Look through the entries. Copy each line that has the word "schedulers".

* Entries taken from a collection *
══════════
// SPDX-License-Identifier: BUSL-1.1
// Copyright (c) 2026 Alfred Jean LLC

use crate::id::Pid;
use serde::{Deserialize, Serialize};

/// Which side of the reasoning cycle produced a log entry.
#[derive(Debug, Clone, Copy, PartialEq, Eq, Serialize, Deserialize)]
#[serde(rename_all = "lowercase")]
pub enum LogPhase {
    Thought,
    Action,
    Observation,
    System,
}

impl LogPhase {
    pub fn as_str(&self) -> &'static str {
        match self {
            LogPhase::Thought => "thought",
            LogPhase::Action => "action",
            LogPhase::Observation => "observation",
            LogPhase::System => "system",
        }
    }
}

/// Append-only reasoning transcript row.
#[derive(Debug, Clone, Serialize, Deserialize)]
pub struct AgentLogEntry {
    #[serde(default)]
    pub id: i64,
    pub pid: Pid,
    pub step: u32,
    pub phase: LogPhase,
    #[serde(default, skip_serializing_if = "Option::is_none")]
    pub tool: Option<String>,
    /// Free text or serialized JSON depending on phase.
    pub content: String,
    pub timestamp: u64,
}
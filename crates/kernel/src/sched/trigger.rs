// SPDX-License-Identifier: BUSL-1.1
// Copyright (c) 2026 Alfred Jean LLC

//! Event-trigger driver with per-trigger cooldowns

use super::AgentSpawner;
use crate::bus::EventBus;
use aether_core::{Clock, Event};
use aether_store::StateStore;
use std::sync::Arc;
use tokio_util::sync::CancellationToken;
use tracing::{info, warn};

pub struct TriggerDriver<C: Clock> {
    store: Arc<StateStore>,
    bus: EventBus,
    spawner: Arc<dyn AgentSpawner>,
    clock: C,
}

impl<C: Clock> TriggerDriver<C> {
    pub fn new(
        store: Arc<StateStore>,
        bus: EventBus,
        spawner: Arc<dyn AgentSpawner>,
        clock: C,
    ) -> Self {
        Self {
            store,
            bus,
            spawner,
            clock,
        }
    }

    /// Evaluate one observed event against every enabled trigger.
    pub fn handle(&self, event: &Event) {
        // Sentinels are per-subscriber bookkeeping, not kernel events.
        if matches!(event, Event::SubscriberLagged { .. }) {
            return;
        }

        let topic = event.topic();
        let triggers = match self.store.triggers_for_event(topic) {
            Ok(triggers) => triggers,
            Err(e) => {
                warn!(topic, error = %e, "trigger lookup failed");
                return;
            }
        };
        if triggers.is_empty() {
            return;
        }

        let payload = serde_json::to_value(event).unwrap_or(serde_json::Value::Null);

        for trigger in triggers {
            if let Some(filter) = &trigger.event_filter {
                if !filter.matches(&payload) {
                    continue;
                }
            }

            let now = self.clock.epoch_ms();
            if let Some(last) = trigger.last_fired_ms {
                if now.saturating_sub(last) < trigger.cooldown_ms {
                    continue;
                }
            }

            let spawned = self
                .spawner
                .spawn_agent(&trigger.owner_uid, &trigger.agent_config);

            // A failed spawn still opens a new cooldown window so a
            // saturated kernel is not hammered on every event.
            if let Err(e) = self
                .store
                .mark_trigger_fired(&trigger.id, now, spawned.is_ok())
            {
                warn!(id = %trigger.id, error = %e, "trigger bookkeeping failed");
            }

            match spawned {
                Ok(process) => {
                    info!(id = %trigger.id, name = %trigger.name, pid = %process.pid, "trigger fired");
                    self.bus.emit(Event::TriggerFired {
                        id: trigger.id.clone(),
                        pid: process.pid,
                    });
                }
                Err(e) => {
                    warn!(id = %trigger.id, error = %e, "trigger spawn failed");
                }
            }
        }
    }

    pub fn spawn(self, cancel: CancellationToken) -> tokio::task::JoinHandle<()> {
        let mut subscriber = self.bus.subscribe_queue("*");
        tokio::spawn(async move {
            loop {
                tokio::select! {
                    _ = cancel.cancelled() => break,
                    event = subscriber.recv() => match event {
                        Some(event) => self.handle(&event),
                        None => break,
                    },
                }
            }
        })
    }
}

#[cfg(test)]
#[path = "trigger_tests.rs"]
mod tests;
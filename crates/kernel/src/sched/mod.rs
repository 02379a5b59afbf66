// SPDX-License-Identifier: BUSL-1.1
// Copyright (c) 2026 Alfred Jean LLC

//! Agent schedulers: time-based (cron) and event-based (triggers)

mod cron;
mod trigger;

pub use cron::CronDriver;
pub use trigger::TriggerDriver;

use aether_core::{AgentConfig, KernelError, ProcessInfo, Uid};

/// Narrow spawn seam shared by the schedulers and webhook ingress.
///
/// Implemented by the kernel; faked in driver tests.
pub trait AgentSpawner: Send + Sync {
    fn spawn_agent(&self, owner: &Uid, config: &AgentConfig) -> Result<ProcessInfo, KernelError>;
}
══════════
* ANSWER SPACE *
//! Agent schedulers: time-based (cron) and event-based (triggers)
/// Narrow spawn seam shared by the schedulers and webhook ingress.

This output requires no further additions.